Digital currency is a relatively new but buzzing field of finance. Recent months have seen countries from Sweden to Jamaica start exploring or piloting their own central bank digital currencies (CBDCs).  

In fact, nearly 70 financial institutions around the world have stated that they are investigating CBDCs, the most recent being the European Central Bank’s announcement of the digital euro project launch.

The trend of innovation and openness towards digital currency, however, doesn’t preclude divergent views on terminology. Digital currency comes in many forms – CBDC, e-money or cryptocurrency, for example – and there are many types of each.

Despite those many variations, the fundamental need remains for regulators, technologists, and decision-makers to collaborate on digital currency development.
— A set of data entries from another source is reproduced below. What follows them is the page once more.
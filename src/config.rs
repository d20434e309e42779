// src/config.rs
//! Host configuration for the `dumpdb` binary: database connection parameters
//! and an optional backup directory, loaded from a TOML file.
//!
//! ```toml
//! [database]
//! engine = "postgres"
//! name = "appdb"
//! user = "app"
//! password = "hunter2"
//!
//! [backup]
//! dir = "/var/backups/appdb"
//! ```

use anyhow::{Context, Result};
use serde::Deserialize;
use std::fs;
use std::path::{Path, PathBuf};

use crate::backup::DatabaseConfig;

#[derive(Debug, Clone, Default, Deserialize)]
#[serde(default)]
pub struct Config {
    pub database: DatabaseConfig,
    pub backup: BackupConfig,
}

#[derive(Debug, Clone, Default, Deserialize)]
#[serde(default)]
pub struct BackupConfig {
    /// Target directory for dumps. `DB_BACKUP_DIR` in the environment wins
    /// over this; the home-derived default is the last resort.
    pub dir: Option<PathBuf>,
}

impl Config {
    pub fn load(path: &Path) -> Result<Self> {
        let text = fs::read_to_string(path)
            .with_context(|| format!("failed to read config {}", path.display()))?;
        toml::from_str(&text).with_context(|| format!("invalid config {}", path.display()))
    }

    /// `<user config dir>/junkdrawer/config.toml`, if a config dir exists.
    pub fn default_path() -> Option<PathBuf> {
        dirs::config_dir().map(|d| d.join("junkdrawer").join("config.toml"))
    }
}

#[cfg(test)]
mod tests {
    use super::*;
    use std::io::Write;
    use tempfile::NamedTempFile;

    #[test]
    fn loads_a_full_config() -> Result<()> {
        let mut tmp = NamedTempFile::new()?;
        write!(
            tmp,
            r#"
[database]
engine = "postgres"
name = "appdb"
user = "app"
password = "hunter2"
host = "db.internal"
port = 5433

[backup]
dir = "/var/backups/appdb"
"#
        )?;
        tmp.flush()?;

        let cfg = Config::load(tmp.path())?;
        assert_eq!(cfg.database.engine, "postgres");
        assert_eq!(cfg.database.name, "appdb");
        assert_eq!(cfg.database.port, Some(5433));
        assert_eq!(cfg.backup.dir.as_deref(), Some(Path::new("/var/backups/appdb")));
        Ok(())
    }

    #[test]
    fn missing_sections_fall_back_to_defaults() -> Result<()> {
        let mut tmp = NamedTempFile::new()?;
        write!(tmp, "[database]\nengine = \"mysql\"\nname = \"appdb\"\nuser = \"app\"\n")?;
        tmp.flush()?;

        let cfg = Config::load(tmp.path())?;
        assert_eq!(cfg.database.password, "");
        assert!(cfg.backup.dir.is_none());
        Ok(())
    }

    #[test]
    fn unreadable_config_is_an_error() {
        assert!(Config::load(Path::new("/no/such/config.toml")).is_err());
    }
}
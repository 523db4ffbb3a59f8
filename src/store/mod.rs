//! Replicated document store abstraction.
//!
//! Every participant session talks to the shared room state through
//! [`SyncStore`]. Writes are atomic at their target path, later writes to the
//! same path win, and writes to sibling keys merge. Subscribers receive the
//! live value at their path and then a fresh snapshot after every change that
//! touches it.

mod memory;

pub use memory::MemoryStore;

use async_trait::async_trait;
use serde_json::{Map, Value};
use tokio::sync::mpsc;
use tokio::task::JoinHandle;

/// Result type for store operations
pub type StoreResult<T> = Result<T, StoreError>;

/// Errors surfaced by a store adapter
#[derive(Debug, thiserror::Error)]
pub enum StoreError {
    #[error("store is unreachable")]
    Unavailable,

    #[error("invalid store path: {0:?}")]
    InvalidPath(String),

    #[error("subscription feed closed")]
    Closed,
}

/// Operations the game needs from the synchronized document store
#[async_trait]
pub trait SyncStore: Send + Sync {
    /// One-shot read of the value at `path` (`None` if absent)
    async fn read(&self, path: &str) -> StoreResult<Option<Value>>;

    /// Atomically replace the value at `path`
    async fn write(&self, path: &str, value: Value) -> StoreResult<()>;

    /// Atomically merge the named children into the object at `path`.
    /// Children not named are left untouched; a `null` child is removed.
    async fn patch(&self, path: &str, fields: Map<String, Value>) -> StoreResult<()>;

    /// Generate a fresh unique child key without writing anything
    fn new_key(&self) -> String;

    /// Append `value` under a store-generated unique key and return the key
    async fn create_unique(&self, path: &str, value: Value) -> StoreResult<String>;

    /// Remove the value at `path` and everything below it
    async fn delete(&self, path: &str) -> StoreResult<()>;

    /// Start a live subscription on `path`
    async fn subscribe(&self, path: &str) -> StoreResult<Subscription>;
}

/// Live feed of snapshots for one path.
///
/// The first snapshot is the value at subscription time. Dropping the
/// subscription unsubscribes.
pub struct Subscription {
    path: String,
    rx: mpsc::UnboundedReceiver<Option<Value>>,
    task: JoinHandle<()>,
}

impl Subscription {
    pub fn new(
        path: String,
        rx: mpsc::UnboundedReceiver<Option<Value>>,
        task: JoinHandle<()>,
    ) -> Self {
        Self { path, rx, task }
    }

    pub fn path(&self) -> &str {
        &self.path
    }

    /// Wait for the next snapshot. `Err(Closed)` once the feed is gone.
    pub async fn recv(&mut self) -> StoreResult<Option<Value>> {
        self.rx.recv().await.ok_or(StoreError::Closed)
    }
}

impl Drop for Subscription {
    fn drop(&mut self) {
        self.task.abort();
    }
}

/// Split a slash separated path into its segments, rejecting empty ones
pub fn segments(path: &str) -> StoreResult<Vec<&str>> {
    let trimmed = path.trim_matches('/');
    if trimmed.is_empty() {
        return Ok(Vec::new());
    }
    let parts: Vec<&str> = trimmed.split('/').collect();
    if parts.iter().any(|p| p.is_empty()) {
        return Err(StoreError::InvalidPath(path.to_string()));
    }
    Ok(parts)
}

/// Whether a change at `changed` can affect the value observed at `watched`
pub fn paths_overlap(changed: &str, watched: &str) -> bool {
    let changed = changed.trim_matches('/');
    let watched = watched.trim_matches('/');
    if changed.is_empty() || watched.is_empty() || changed == watched {
        return true;
    }
    changed
        .strip_prefix(watched)
        .is_some_and(|rest| rest.starts_with('/'))
        || watched
            .strip_prefix(changed)
            .is_some_and(|rest| rest.starts_with('/'))
}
A working group formed through the Digital Currency Global Initiative (DGCI) has set out to establish a common classification framework for all kinds of digital currency. Members of the architecture-focused working group introduced a new tool designed to overcome terminology problems during last month’s DC3 conference hosted by the International Telecommunication Union (ITU).

Talking taxonomy

The missing ingredient amounts to an ontology – an explanatory framework of terms and characteristics – that can describe exactly what constitutes different kinds of digital currency.
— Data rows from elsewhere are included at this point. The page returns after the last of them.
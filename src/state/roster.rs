use super::room::{clean_name, RoomJoined};
use super::{lookup_room, normalize_room_id, player_path, players_path, room_path};
use super::{Membership, Session};
use crate::error::{GameError, GameResult};
use crate::types::*;

impl Session {
    /// Join an existing room as a regular participant.
    ///
    /// The started/capacity checks run against a one-shot read taken before the
    /// write, so two joins racing for the last seat can both get in.
    pub async fn join_room(&mut self, room_id: &str, name: &str) -> GameResult<RoomJoined> {
        if self.membership.is_some() {
            return Err(GameError::AlreadyInRoom);
        }
        let name = clean_name(name)?;
        let room_id = normalize_room_id(room_id);

        let room = lookup_room(self.store.as_ref(), &room_id).await?;
        if room.game_started {
            return Err(GameError::GameAlreadyStarted);
        }
        if room.is_full() {
            return Err(GameError::RoomFull);
        }

        let participant = Participant {
            id: String::new(),
            name,
            is_host: false,
            joined_at: chrono::Utc::now().timestamp_millis(),
        };
        let participant_id = self
            .store
            .create_unique(&players_path(&room_id), serde_json::to_value(&participant)?)
            .await?;

        tracing::info!(
            "{} joined room {} as {}",
            participant.name,
            room_id,
            participant_id
        );

        self.enter(Membership {
            room_id: room_id.clone(),
            participant_id: participant_id.clone(),
            is_host: false,
        });

        Ok(RoomJoined {
            room_id,
            participant_id,
        })
    }

    /// Leave the current room. The host takes the whole room down with them.
    ///
    /// The session is back at home afterwards even if the delete failed.
    pub async fn leave_room(&mut self) -> GameResult<()> {
        let membership = self.require_membership()?;
        self.reset_local();

        let path = if membership.is_host {
            room_path(&membership.room_id)
        } else {
            player_path(&membership.room_id, &membership.participant_id)
        };

        match self.store.delete(&path).await {
            Ok(()) => {
                tracing::info!(
                    "{} left room {}{}",
                    membership.participant_id,
                    membership.room_id,
                    if membership.is_host { " (room closed)" } else { "" }
                );
                Ok(())
            }
            Err(e) => {
                tracing::warn!("Failed to leave room {}: {}", membership.room_id, e);
                Err(e.into())
            }
        }
    }
}

#[cfg(test)]
mod tests {
    use super::super::test_support::*;
    use super::*;
    use crate::store::{MemoryStore, StoreResult, Subscription, SyncStore};
    use rand::rngs::StdRng;
    use rand::SeedableRng;
    use serde_json::{Map, Value};
    use std::sync::Arc;

    #[tokio::test]
    async fn test_join_appends_participant() {
        let mut table = Table::new();
        let mut host = table.session();
        let created = host.create_room("Alice", "Den", 4).await.unwrap();

        let mut bob = table.session();
        let joined = bob.join_room(&created.room_id, "Bob").await.unwrap();
        assert_ne!(joined.participant_id, created.participant_id);

        let room = lookup_room(&*table.store, &created.room_id)
            .await
            .unwrap();
        assert_eq!(room.players.len(), 2);
        let bob_record = &room.players[&joined.participant_id];
        assert_eq!(bob_record.name, "Bob");
        assert!(!bob_record.is_host);
        assert!(!bob.membership().unwrap().is_host);
    }

    #[tokio::test]
    async fn test_join_normalizes_room_id() {
        let mut table = Table::new();
        let mut host = table.session();
        let created = host.create_room("Alice", "Den", 4).await.unwrap();

        let mut bob = table.session();
        let code = format!(" {} ", created.room_id.to_lowercase());
        let joined = bob.join_room(&code, "Bob").await.unwrap();
        assert_eq!(joined.room_id, created.room_id);
    }

    #[tokio::test]
    async fn test_join_missing_room() {
        let mut table = Table::new();
        let mut bob = table.session();
        let result = bob.join_room("ZZZZZZ", "Bob").await;
        assert!(matches!(result, Err(GameError::RoomNotFound)));
        assert!(bob.membership().is_none());
    }

    #[tokio::test]
    async fn test_join_full_room() {
        let mut table = Table::new();
        let mut host = table.session();
        let created = host.create_room("Alice", "Den", 3).await.unwrap();
        for name in ["Bob", "Carol"] {
            table
                .session()
                .join_room(&created.room_id, name)
                .await
                .unwrap();
        }

        let mut dave = table.session();
        let result = dave.join_room(&created.room_id, "Dave").await;
        assert!(matches!(result, Err(GameError::RoomFull)));

        let room = lookup_room(&*table.store, &created.room_id)
            .await
            .unwrap();
        assert_eq!(room.players.len(), 3);
    }

    #[tokio::test]
    async fn test_join_started_game() {
        let mut table = Table::new();
        let (mut host, _guests) = room_with(&mut table, &["Bob", "Carol"]).await;
        host.start_game().await.unwrap();

        let room_id = host.membership().unwrap().room_id.clone();
        let mut dave = table.session();
        let result = dave.join_room(&room_id, "Dave").await;
        assert!(matches!(result, Err(GameError::GameAlreadyStarted)));
    }

    /// Memory store whose writes land one scheduler tick late
    struct LaggingStore(Arc<MemoryStore>);

    #[async_trait::async_trait]
    impl SyncStore for LaggingStore {
        async fn read(&self, path: &str) -> StoreResult<Option<Value>> {
            self.0.read(path).await
        }

        async fn write(&self, path: &str, value: Value) -> StoreResult<()> {
            tokio::task::yield_now().await;
            self.0.write(path, value).await
        }

        async fn patch(&self, path: &str, fields: Map<String, Value>) -> StoreResult<()> {
            tokio::task::yield_now().await;
            self.0.patch(path, fields).await
        }

        fn new_key(&self) -> String {
            self.0.new_key()
        }

        async fn create_unique(&self, path: &str, value: Value) -> StoreResult<String> {
            tokio::task::yield_now().await;
            self.0.create_unique(path, value).await
        }

        async fn delete(&self, path: &str) -> StoreResult<()> {
            tokio::task::yield_now().await;
            self.0.delete(path).await
        }

        async fn subscribe(&self, path: &str) -> StoreResult<Subscription> {
            self.0.subscribe(path).await
        }
    }

    #[tokio::test]
    async fn test_racing_joins_can_overfill() {
        let mut table = Table::new();
        let mut host = table.session();
        let created = host.create_room("Alice", "Den", 3).await.unwrap();
        table
            .session()
            .join_room(&created.room_id, "Bob")
            .await
            .unwrap();

        // One seat left; both joiners read the room before either write lands
        let lagging: Arc<dyn SyncStore> = Arc::new(LaggingStore(table.store.clone()));
        let mut carol = Session::new(lagging.clone(), table.catalog.clone(), StdRng::seed_from_u64(40));
        let mut dave = Session::new(lagging, table.catalog.clone(), StdRng::seed_from_u64(41));

        let (carol_joined, dave_joined) = tokio::join!(
            carol.join_room(&created.room_id, "Carol"),
            dave.join_room(&created.room_id, "Dave")
        );
        assert!(carol_joined.is_ok());
        assert!(dave_joined.is_ok());

        let room = lookup_room(&*table.store, &created.room_id)
            .await
            .unwrap();
        assert_eq!(room.players.len(), 4);
        assert!(room.players.len() > room.max_players);

        // Once the room is visibly full, the check holds again
        let mut erin = table.session();
        assert!(matches!(
            erin.join_room(&created.room_id, "Erin").await,
            Err(GameError::RoomFull)
        ));
    }

    #[tokio::test]
    async fn test_guest_leave_removes_only_self() {
        let mut table = Table::new();
        let (host, mut guests) = room_with(&mut table, &["Bob", "Carol"]).await;
        let room_id = host.membership().unwrap().room_id.clone();

        guests[0].leave_room().await.unwrap();
        assert!(guests[0].membership().is_none());

        let room = lookup_room(&*table.store, &room_id).await.unwrap();
        assert_eq!(room.players.len(), 2);
    }

    #[tokio::test]
    async fn test_host_leave_destroys_room() {
        let mut table = Table::new();
        let (mut host, _guests) = room_with(&mut table, &["Bob"]).await;
        let room_id = host.membership().unwrap().room_id.clone();

        host.leave_room().await.unwrap();
        assert!(table
            .store
            .read(&room_path(&room_id))
            .await
            .unwrap()
            .is_none());
    }

    #[tokio::test]
    async fn test_leave_while_offline_still_resets() {
        let mut table = Table::new();
        let (_host, mut guests) = room_with(&mut table, &["Bob"]).await;

        table.store.set_offline(true);
        let result = guests[0].leave_room().await;
        assert!(matches!(result, Err(GameError::ConnectionFailure(_))));
        assert!(guests[0].membership().is_none());
    }

    #[tokio::test]
    async fn test_leave_without_room() {
        let mut table = Table::new();
        let mut session = table.session();
        assert!(matches!(
            session.leave_room().await,
            Err(GameError::NotInRoom)
        ));
    }
}
//! HTTP API endpoints.
//!
//! Used by the lobby page to check a room code before connecting.

use axum::{
    extract::{Path, State},
    http::StatusCode,
    response::{IntoResponse, Response},
    Json,
};
use serde::Serialize;
use std::sync::Arc;

use crate::error::GameError;
use crate::state::AppState;
use crate::types::RoomId;

/// Public summary of a room. Never includes roles or the item.
#[derive(Debug, Clone, Serialize)]
pub struct RoomSummary {
    pub room_id: RoomId,
    pub room_name: String,
    pub max_players: usize,
    pub player_count: usize,
    pub host_name: Option<String>,
    pub game_started: bool,
    /// Whether a join would currently be accepted
    pub joinable: bool,
}

/// Look up a room by its code.
///
/// GET /api/rooms/{room_id}
pub async fn get_room(
    State(state): State<Arc<AppState>>,
    Path(room_id): Path<String>,
) -> Response {
    match state.lookup_room(&room_id).await {
        Ok(room) => Json(RoomSummary {
            room_id: room.room_id.clone(),
            room_name: room.room_name.clone(),
            max_players: room.max_players,
            player_count: room.players.len(),
            host_name: room.host().map(|p| p.name.clone()),
            game_started: room.game_started,
            joinable: !room.game_started && !room.is_full(),
        })
        .into_response(),
        Err(e) => {
            let status = match e {
                GameError::RoomNotFound => StatusCode::NOT_FOUND,
                GameError::ConnectionFailure(_) => StatusCode::SERVICE_UNAVAILABLE,
                _ => StatusCode::INTERNAL_SERVER_ERROR,
            };
            if status != StatusCode::NOT_FOUND {
                tracing::error!("Room lookup for {} failed: {}", room_id, e);
            }
            (status, e.to_string()).into_response()
        }
    }
}

/// GET /health
pub async fn health() -> &'static str {
    "ok"
}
“Our objective is to come up with a way to describe what ‘digital currency system’ means without the baggage of terminology,” explained Jacques Francoeur of consultancy Security Inclusion Now!, who also leads the Architecture, Interoperability Requirements and Use Cases (AIRU) working group of the DGCI.

Fellow working group member John Kiff, a former financial sector specialist at the International Monetary Fund (IMF), added: “Policy-makers want to know what makes a retail CBDC different from a crypto asset.”

The framework Kiff and Francoeur presented aims to answer those high-level questions, while also providing enough detail for technologists.

Specialists actually deploying digital currencies “need a more granular definition – that ontology provides,” Kiff explained.

“Knowing that a CBDC runs on distributed ledger technology might be fine for a policy-maker, but a technologist needs to go deeper.”

The goal, he continued, is to marry basic taxonomy concepts with deeper ontology concepts, or so-called “notions.”

How it works

The ontology is based on a cascading matrix or interactive table that enables users to delve down into increasingly granular levels of detail – like a “choose-your-own-adventure” for digital currencies.

The overlying matrix assumes all digital currencies can be described using five main types of attribute – supply, value, ownership, agreement, and recording.

Each of these affects the unit value of a digital currency, which changes as each parameter is adjusted. The five categories, or “ontology notions”, were defined through an iterative process with digital finance policy and technology experts, explained Francoeur.

Every distinction in the matrix is material, in that it affects the architecture and technology of the digital currency type, he added. For any choice you make, the resulting digital currency type changes accordingly.

A work in progress

The matrix is still a work in progress, Kiff and Francoeur said. The architecture group meets regularly to keep advancing the ontology and make sure of its real-world applicability.

The descriptions in the matrix must fit all use cases for digital currencies, whether centralized or decentralized.

Francoeur raised the ‘claim vs. token’ debate to illustrate why the group’s work is so important for digital currency development going forward. Claim-based digital currency users must prove their identity, or at least demonstrate their possession of money in a register or account.

A token or object-based digital currency works differently. Just like a dollar bill, each unit retains a stated fiscal value, regardless of the owner’s identity, and requires no proof of ownership.

The way forward

The ontology should help decision-makers as they weigh options for digital currency design and implementation.

Whether one looks at digital currency from a tech, design, operational or maintenance point of view,  the matrix can be thought of as a “prism” enabling the viewer to see the immediate implications of specific policy choices, Francoeur explained.

A flow chart explaining how the digital currency type changes in terms of architecture and technology as a function of five 'ontology notions'.
A flow chart explaining how the digital currency type changes in terms of architecture and technology as a function of five ‘ontology notions’. Image credit: ITU

Interoperability across all digital currencies may be the ‘holy grail’ for standardization experts. In the quest to describe digital currencies and their behaviours, the key first step is to establish a common set of concepts and descriptions.

“A simpler vocabulary means we can all have discussions, realize we are talking about the same thing, and have a more productive conversation,” Francoeur said.